«Мальчик» уверенно шел на север, навстречу ветру, обходя смерчи. Два из них с шумом столкнулись, распались в косматое облако, и свирепый ветер подхватил его и погнал прочь к далекому горизонту. И вот впереди, гася красное сияние неба, вспыхнуло ослепительно синее, неправдоподобно прекрасное зарево. На его фоне отчетливо проступила сиреневая волнистая гряда далеких холмов. Зарево дрожало, переливаясь бело-синими волнами, в течение нескольких минут. Затем померкло и исчезло.

— Голконда фальшиво улыбнулась нам, — сказал Ермаков. — Идет Черная буря. Алексей Петрович, берите управление. Сейчас, вероятно, нам понадобится вся ваша сноровка.

ВЕНЕРА ПОКАЗЫВАЕТ ЗУБЫ

Позже Быков никогда не мог восстановить в памяти с начала и до конца все то, что произошло через несколько минут после слов командира. Еще меньше могли бы рассказать остальные, не успевшие или не пожелавшие наглухо пристегнуть себя к сиденьям.

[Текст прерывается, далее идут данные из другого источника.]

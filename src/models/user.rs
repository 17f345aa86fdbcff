// src/models/user.rs

use serde::{Deserialize, Deserializer, Serialize};
use sqlx::FromRow;
use validator::Validate;

/// Represents the 'users' table in the database.
#[derive(Debug, Clone, FromRow, Serialize)]
pub struct User {
    pub id: i64,

    pub username: String,

    /// Unique login identifier.
    pub email: String,

    /// Argon2 password hash.
    /// Skipped during serialization to prevent leaking sensitive data.
    #[serde(skip)]
    pub password: String,

    pub created_at: chrono::DateTime<chrono::Utc>,
}

/// The account behind a verified bearer token, injected by the auth middleware.
#[derive(Debug, Clone, FromRow)]
pub struct AuthUser {
    pub id: i64,
    pub username: String,
    pub email: String,
}

/// Deserializes a string with surrounding whitespace removed, so length
/// rules see the value that will be stored.
fn trimmed<'de, D>(deserializer: D) -> Result<String, D::Error>
where
    D: Deserializer<'de>,
{
    let raw = String::deserialize(deserializer)?;
    Ok(raw.trim().to_string())
}

/// DTO for creating a new user (Registration).
#[derive(Debug, Deserialize, Validate)]
pub struct RegisterRequest {
    #[serde(default, deserialize_with = "trimmed")]
    #[validate(length(
        min = 3,
        max = 50,
        message = "Username length must be between 3 and 50 characters."
    ))]
    pub username: String,

    #[serde(default, deserialize_with = "trimmed")]
    #[validate(email(message = "Please provide a valid email address."))]
    pub email: String,

    #[serde(default)]
    #[validate(length(
        min = 6,
        max = 128,
        message = "Password length must be between 6 and 128 characters."
    ))]
    pub password: String,
}

/// DTO for user login.
#[derive(Debug, Deserialize, Validate)]
pub struct LoginRequest {
    #[serde(default)]
    #[validate(length(min = 1, max = 254, message = "Email is required."))]
    pub email: String,

    #[serde(default)]
    #[validate(length(min = 1, max = 128, message = "Password is required."))]
    pub password: String,
}

/// Returned by register and login: the account plus a fresh bearer token.
#[derive(Debug, Serialize)]
pub struct AuthResponse {
    pub id: i64,
    pub username: String,
    pub email: String,
    pub token: String,
}

/// Profile of the current user with activity counters.
#[derive(Debug, Serialize, FromRow)]
#[serde(rename_all = "camelCase")]
pub struct ProfileResponse {
    pub id: i64,
    pub username: String,
    pub email: String,
    pub created_at: chrono::DateTime<chrono::Utc>,
    pub comments_count: i64,
    pub upvotes_received: i64,
}

#[cfg(test)]
mod tests {
    use super::*;

    fn register(username: &str, email: &str, password: &str) -> RegisterRequest {
        RegisterRequest {
            username: username.to_string(),
            email: email.to_string(),
            password: password.to_string(),
        }
    }

    #[test]
    fn valid_registration_passes() {
        assert!(register("alice", "alice@example.com", "secret1").validate().is_ok());
    }

    #[test]
    fn short_password_fails() {
        let errors = register("alice", "alice@example.com", "12345")
            .validate()
            .unwrap_err();
        assert!(errors.field_errors().contains_key("password"));
    }

    #[test]
    fn malformed_email_fails() {
        let errors = register("alice", "not-an-email", "secret1")
            .validate()
            .unwrap_err();
        assert!(errors.field_errors().contains_key("email"));
    }

    #[test]
    fn username_is_trimmed_before_validation() {
        let req: RegisterRequest = serde_json::from_value(serde_json::json!({
            "username": "  ab  ",
            "email": " ab@example.com ",
            "password": "secret1"
        }))
        .unwrap();
        assert_eq!(req.username, "ab");
        assert_eq!(req.email, "ab@example.com");
        let errors = req.validate().unwrap_err();
        assert!(errors.field_errors().contains_key("username"));
    }

    #[test]
    fn password_hash_is_never_serialized() {
        let user = User {
            id: 1,
            username: "alice".to_string(),
            email: "alice@example.com".to_string(),
            password: "$argon2id$...".to_string(),
            created_at: chrono::Utc::now(),
        };
        let json = serde_json::to_value(&user).unwrap();
        assert!(json.get("password").is_none());
    }
}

Черная буря Голконды не приносится и не налетает ураганом — она возникает мгновенно, как отражение в зеркале, сразу и справа, и слева, и спереди, и сзади, и сверху, и снизу. Взглянув на инфраэкран, Быков успел только заметить исполинскую чернильно-черную стену в сотне метров от «Мальчика» — и наступила тьма. Здесь кончались впечатления и начинались ощущения.

Транспортер был отброшен назад со скоростью курьерского поезда, и Быков с размаху ударился головой в шлеме о переднюю стенку. Из глаз посыпались искры. Быков зашипел от боли и вдруг почувствовал, как «Мальчик» задирает нос, становясь на дыбы. Ремни впились в тело, затрещали, но выдержали. Вокруг, в кромешной тьме, визжало и грохотало; вцепившись в пульт управления, оглохший, ослепший, задохнувшийся от страшного напряжения, Быков дал полный, самый полный вперед и выбросил одновременно все четыре опорных рычага. Задний правый сломался через секунду. Тьма закрутилась бешеной каруселью. «Мальчик» повалился набок, прополз несколько десятков метров по песку и перевернулся вверх дном. Уцелевшие рычаги приподняли его, и буря сделала все остальное — транспортер снова встал на гусеницы.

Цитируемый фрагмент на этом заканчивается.